Early Buddhist Pali (c. 29–17 BCE) canons are the oldest surviving texts to describe a systematic and comprehensive Yoga discipline. The only other Indian texts with an antiquity comparable to the Pali canons are the Yoga sutras of Patanjali. Most of the other contemporary Yoga systems alluded in the Upanishads and some Pali canons are lost to time. Another yoga system that pre-dated the Buddhist school is Jain Yoga, however since Jain sources postdate Buddhist ones, it is difficult to distinguish between the true nature of the early Jain school and derived elements from other schools.
The early Buddhist texts describe meditative practices and states, some of which the Buddha borrowed from the ascetic (Shramana) tradition. One key innovative teaching of the Buddha was that meditative absorption must be combined with liberating cognition. Meditative states alone are not an end, for according to the Buddha, even the highest meditative state is not liberating. Instead of attaining a complete cessation of thought, some sort of mental activity must take place: a liberating cognition, based on the practice of mindful awareness. The Buddha also departed from earlier yogic thought in discarding the early Brahminic notion of liberation at death. Liberation for the Brahmin was thought to be the realization at death of a nondual meditative state anticipated in life. In fact, old Brahminic metaphors for the liberation at death (“becoming cool,” “going out”) were given a new meaning by the Buddha; their point of reference became the sage who is liberated in life.

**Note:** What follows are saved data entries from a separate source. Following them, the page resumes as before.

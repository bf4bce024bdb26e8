//! Predicted/realized cash-flow totals bucketed by day or month.

use std::collections::BTreeMap;
use std::sync::Arc;

use ledger_core::error::{LedgerError, Result};
use ledger_core::models::{Granularity, LedgerRow, PeriodSummary};
use ledger_core::settings::WarehouseConfig;
use ledger_core::store::{RowQuery, TableNotFound};
use rust_decimal::Decimal;
use tracing::debug;

// ── PeriodTotals ──────────────────────────────────────────────────────────────

/// Grand totals across a set of period summaries.
#[derive(Debug, Clone, Default, PartialEq, Eq)]
pub struct PeriodTotals {
    pub predicted: Decimal,
    pub realized: Decimal,
    pub periods: usize,
}

// ── PeriodAggregator ──────────────────────────────────────────────────────────

/// Stateless view over the ledger table. Every call re-reads the rows.
pub struct PeriodAggregator {
    rows: Arc<dyn RowQuery>,
    config: WarehouseConfig,
}

impl PeriodAggregator {
    pub fn new(rows: Arc<dyn RowQuery>, config: WarehouseConfig) -> Self {
        Self { rows, config }
    }

    /// Fetch the ledger rows and sum them per period, ascending by key.
    ///
    /// Either every row is aggregated or an error is returned.
    pub fn summarize(&self, granularity: Granularity) -> Result<Vec<PeriodSummary>> {
        let table = self.config.ledger_ref()?;
        let raw = self
            .rows
            .query(&table, &[])
            .map_err(|e| {
                if e.downcast_ref::<TableNotFound>().is_some() {
                    LedgerError::TableNotFound(table.to_string())
                } else {
                    LedgerError::QueryFailed {
                        table: table.to_string(),
                        reason: format!("{e:#}"),
                    }
                }
            })?;

        let rows = raw
            .iter()
            .enumerate()
            .map(|(index, row)| {
                LedgerRow::from_row(row).map_err(|reason| LedgerError::InvalidRow { index, reason })
            })
            .collect::<Result<Vec<_>>>()?;

        let periods = aggregate(&rows, granularity)?;
        debug!(
            table = %table,
            granularity = %granularity,
            rows = rows.len(),
            periods = periods.len(),
            "ledger summarized"
        );
        Ok(periods)
    }

    /// Like [`PeriodAggregator::summarize`], parsing `granularity` first.
    ///
    /// Anything but `day` or `month` is rejected before the store is queried.
    pub fn summarize_str(&self, granularity: &str) -> Result<Vec<PeriodSummary>> {
        let granularity: Granularity = granularity.parse()?;
        self.summarize(granularity)
    }
}

/// Group `rows` by period key and sum both amounts exactly.
///
/// Fails with [`LedgerError::AmountOverflow`] if a period's sum does not fit.
pub fn aggregate(rows: &[LedgerRow], granularity: Granularity) -> Result<Vec<PeriodSummary>> {
    let mut buckets: BTreeMap<String, (Decimal, Decimal)> = BTreeMap::new();

    for row in rows {
        let key = granularity.period_key(row.date);
        let (predicted, realized) = buckets
            .entry(key.clone())
            .or_insert((Decimal::ZERO, Decimal::ZERO));
        *predicted = checked_sum(*predicted, row.predicted, &key)?;
        *realized = checked_sum(*realized, row.realized, &key)?;
    }

    Ok(buckets
        .into_iter()
        .map(|(period, (predicted, realized))| PeriodSummary {
            period,
            predicted,
            realized,
        })
        .collect())
}

/// Sum all periods into a single footer line.
pub fn totals(periods: &[PeriodSummary]) -> Result<PeriodTotals> {
    periods.iter().try_fold(PeriodTotals::default(), |mut acc, p| {
        acc.predicted = checked_sum(acc.predicted, p.predicted, "totals")?;
        acc.realized = checked_sum(acc.realized, p.realized, "totals")?;
        acc.periods += 1;
        Ok(acc)
    })
}

fn checked_sum(a: Decimal, b: Decimal, period: &str) -> Result<Decimal> {
    a.checked_add(b).ok_or_else(|| LedgerError::AmountOverflow {
        period: period.to_string(),
    })
}

// ── Tests ─────────────────────────────────────────────────────────────────────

The Pali canon contains three passages in which the Buddha describes pressing the tongue against the palate for the purposes of controlling hunger or the mind, depending on the passage. However there is no mention of the tongue being inserted into the nasopharynx as in true khecarī mudrā. The Mahāsīhanadāsutta (Majjhima Nikaya 1:78) mentions the Buddha using a posture where pressure is put on the perineum with the heel, similar to even modern postures used to stimulate Kundalini.
Patanjali systematized the conceptions of Yoga and set them forth on the background of the metaphysics of Samkhya, which he assumed with slight variations. In the early works, the Yoga principles appear along with the Samkhya ideas. Vyasa’s commentary on the Yoga Sutras, also called the “Samkhyapravacanabhasya,” brings out the intimate relation between the two systems.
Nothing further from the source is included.